A new international accounting standard is expected to “blow a gaping hole in housing association balance sheets” according to Great Britain’s National Housing Federation.
The new standard mandates a change in accounting and IT systems and demands huge training costs from housing associations.
One expected effect from it is that it would downgrade asset values of the housing associations to as low as £1B ($1.6B) and it would cause wild fluctuations in housing associations’ income statements.
Just to bring bookkeeping in compliance with the new rule, associations that manage 30,000 homes are expected to face a £530,000 ($862,761) bill while smaller associations with 3,000 units are expected to face a £121,750 ($198,191) bill.

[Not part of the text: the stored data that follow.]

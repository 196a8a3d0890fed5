//! Runner - authenticate, sample, call, summarize.
//!
//! # Flow (per round)
//! 1. `authenticate()`: refresh-token grant against the token endpoint
//! 2. `select_endpoints()`: shuffled suffix of the catalog
//! 3. `execute_round()`: one GET per sampled endpoint, strictly in order
//! 4. summary log
//!
//! `run()` repeats this [`ROUNDS`] times. A failed authentication skips its
//! round; nothing else stops the run.

use std::sync::Arc;

use rand::RngCore;
use reqwest::header::{AUTHORIZATION, CONTENT_TYPE};
use serde::Deserialize;
use tracing::{Instrument, error, info, info_span, warn};

use super::builder::RunnerBuilder;
use super::sampling;
use crate::config::{ROUNDS, RunnerConfig};
use crate::domain::{
    AccessToken, AuthError, CallRecord, CallResult, Credentials, Endpoint, EndpointCatalog,
    RoundReport, RoundSummary, RunReport, SecretString,
};
use crate::ports::{Clock, TokenStore};

/// Fields of the token endpoint response the runner cares about.
///
/// Both are optional so that error bodies such as
/// `{"error":"invalid_grant"}` still deserialize.
#[derive(Deserialize)]
struct TokenResponse {
    #[serde(default)]
    access_token: Option<String>,
    #[serde(default)]
    refresh_token: Option<String>,
}

/// Form body of the refresh-token grant.
pub(crate) fn token_form<'a>(
    credentials: &'a Credentials,
    redirect_uri: &'a str,
) -> [(&'static str, &'a str); 5] {
    [
        ("grant_type", "refresh_token"),
        ("refresh_token", credentials.refresh_token.expose()),
        ("client_id", credentials.client_id.expose()),
        ("client_secret", credentials.client_secret.expose()),
        ("redirect_uri", redirect_uri),
    ]
}

pub struct Runner {
    pub(crate) client: reqwest::Client,
    pub(crate) config: RunnerConfig,
    pub(crate) credentials: Credentials,
    pub(crate) catalog: EndpointCatalog,
    pub(crate) rng: Box<dyn RngCore + Send + Sync>,
    pub(crate) clock: Arc<dyn Clock>,
    pub(crate) token_store: Arc<dyn TokenStore>,
}

impl Runner {
    pub fn builder(credentials: Credentials) -> RunnerBuilder {
        RunnerBuilder::new(credentials)
    }

    pub fn config(&self) -> &RunnerConfig {
        &self.config
    }

    pub fn catalog(&self) -> &EndpointCatalog {
        &self.catalog
    }

    /// Exchange the refresh token for an access token. Single attempt.
    ///
    /// A rotated refresh token in the response is handed to the token store;
    /// a store failure is logged and does not fail authentication.
    pub async fn authenticate(&self) -> Result<AccessToken, AuthError> {
        let form = token_form(&self.credentials, &self.config.redirect_uri);

        let response = self
            .client
            .post(self.config.token_endpoint.clone())
            .form(&form)
            .send()
            .await
            .map_err(|e| AuthError::Transport(e.to_string()))?;

        let status = response.status();
        let body = response
            .text()
            .await
            .map_err(|e| AuthError::Transport(e.to_string()))?;

        let parsed: TokenResponse = match serde_json::from_str(&body) {
            Ok(parsed) => parsed,
            Err(_) => return Err(AuthError::InvalidResponse { body }),
        };

        let Some(access_token) = parsed.access_token.filter(|t| !t.is_empty()) else {
            return Err(AuthError::MissingAccessToken { body });
        };

        if let Some(rotated) = parsed.refresh_token.filter(|t| !t.is_empty()) {
            self.persist_refresh_token(SecretString::new(rotated)).await;
        }

        info!(status = status.as_u16(), "access token acquired");
        Ok(AccessToken::new(access_token))
    }

    async fn persist_refresh_token(&self, refresh_token: SecretString) {
        if let Err(e) = self.token_store.save(&refresh_token).await {
            warn!(error = %e, "could not persist rotated refresh token");
        }
    }

    /// Shuffled suffix of the catalog, drawn from the runner's random source.
    pub fn select_endpoints(&mut self) -> Vec<Endpoint> {
        sampling::select_endpoints(&self.catalog, &mut self.rng)
    }

    /// Call every endpoint once, in order. Never fails: non-200 responses
    /// and transport errors are recorded and logged.
    pub async fn execute_round(
        &self,
        round: u32,
        endpoints: &[Endpoint],
        token: &AccessToken,
    ) -> RoundSummary {
        let authorization = self.config.auth_scheme.header_value(token.expose());
        let mut calls = Vec::with_capacity(endpoints.len());
        let mut succeeded = 0usize;

        for endpoint in endpoints {
            let result = self.call(endpoint, &authorization).await;
            match &result {
                CallResult::Success { status } => {
                    succeeded += 1;
                    info!(
                        n = succeeded,
                        status,
                        url = %endpoint.url,
                        task = %endpoint.task,
                        "call succeeded"
                    );
                }
                CallResult::Failed { status, body } => {
                    warn!(
                        status,
                        url = %endpoint.url,
                        task = %endpoint.task,
                        body = %body,
                        "call failed"
                    );
                }
                CallResult::Error { message } => {
                    error!(
                        url = %endpoint.url,
                        task = %endpoint.task,
                        error = %message,
                        "call errored"
                    );
                }
            }
            calls.push(CallRecord {
                endpoint: endpoint.clone(),
                result,
            });
        }

        let summary = RoundSummary::from_calls(round, self.clock.now(), calls);
        info!(
            completed_at = %summary.completed_at.to_rfc3339(),
            attempted = summary.attempted,
            succeeded = summary.succeeded,
            failed = summary.failed,
            errored = summary.errored,
            "round completed"
        );
        summary
    }

    async fn call(&self, endpoint: &Endpoint, authorization: &str) -> CallResult {
        let response = self
            .client
            .get(&endpoint.url)
            .header(AUTHORIZATION, authorization)
            .header(CONTENT_TYPE, "application/json")
            .send()
            .await;

        match response {
            Ok(response) => {
                let status = response.status().as_u16();
                if status == 200 {
                    return CallResult::from_status(status, String::new());
                }
                let body = response
                    .text()
                    .await
                    .unwrap_or_else(|e| format!("<unreadable body: {e}>"));
                CallResult::from_status(status, body)
            }
            Err(e) => CallResult::transport(e.to_string()),
        }
    }

    /// authenticate -> select -> execute, for one round.
    pub async fn run_round(&mut self, round: u32) -> Result<RoundSummary, AuthError> {
        let token = self.authenticate().await?;
        let endpoints = self.select_endpoints();
        info!(
            selected = endpoints.len(),
            catalog = self.catalog.len(),
            "endpoints selected"
        );
        Ok(self.execute_round(round, &endpoints, &token).await)
    }

    /// Run all rounds. Rounds share nothing but the random source.
    pub async fn run(&mut self) -> RunReport {
        let mut report = RunReport::default();

        for round in 1..=ROUNDS {
            let outcome = self
                .run_round(round)
                .instrument(info_span!("round", round))
                .await;

            let entry = match outcome {
                Ok(summary) => RoundReport::Completed(summary),
                Err(e) => {
                    error!(round, error = %e, "authentication failed, skipping round");
                    RoundReport::Skipped {
                        round,
                        reason: e.to_string(),
                    }
                }
            };
            report.rounds.push(entry);
        }

        report
    }
}

#[cfg(test)]
mod tests {
    use super::*;

    #[test]
    fn token_form_has_refresh_grant_fields() {
        let creds = Credentials::new("rt", "cid", "csecret");
        let form = token_form(&creds, "http://localhost:53682/");
        assert_eq!(
            form,
            [
                ("grant_type", "refresh_token"),
                ("refresh_token", "rt"),
                ("client_id", "cid"),
                ("client_secret", "csecret"),
                ("redirect_uri", "http://localhost:53682/"),
            ]
        );
    }

    #[test]
    fn token_response_tolerates_error_bodies() {
        let r: TokenResponse = serde_json::from_str(r#"{"error":"invalid_grant"}"#).unwrap();
        assert!(r.access_token.is_none());
        assert!(r.refresh_token.is_none());

        let r: TokenResponse =
            serde_json::from_str(r#"{"access_token":"a","refresh_token":"r","expires_in":3599}"#)
                .unwrap();
        assert_eq!(r.access_token.as_deref(), Some("a"));
        assert_eq!(r.refresh_token.as_deref(), Some("r"));
    }
}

Another expected effect from the new standard is that it will prompt lenders (who lent billions during the credit boom) to change their terms and conditions to housing landlords, who are worried that they may not be able to raise future financing to fund new developments if they breach covenants today.
The Accounting Standards Board (ASB) believes otherwise and said that the transition will actually cost less than expected and that it will also give landlords significant benefits. A report from consultancy BDO said that the changes from the new standard will make it easier for the firms to prepare accounts and will reduce the burden of reporting for the subsidiaries of the associations.
The new standard will not be implemented until 2015 but the associations are lobbying hard today to amend the rules ahead of a consultation period that would end on April 30 this year.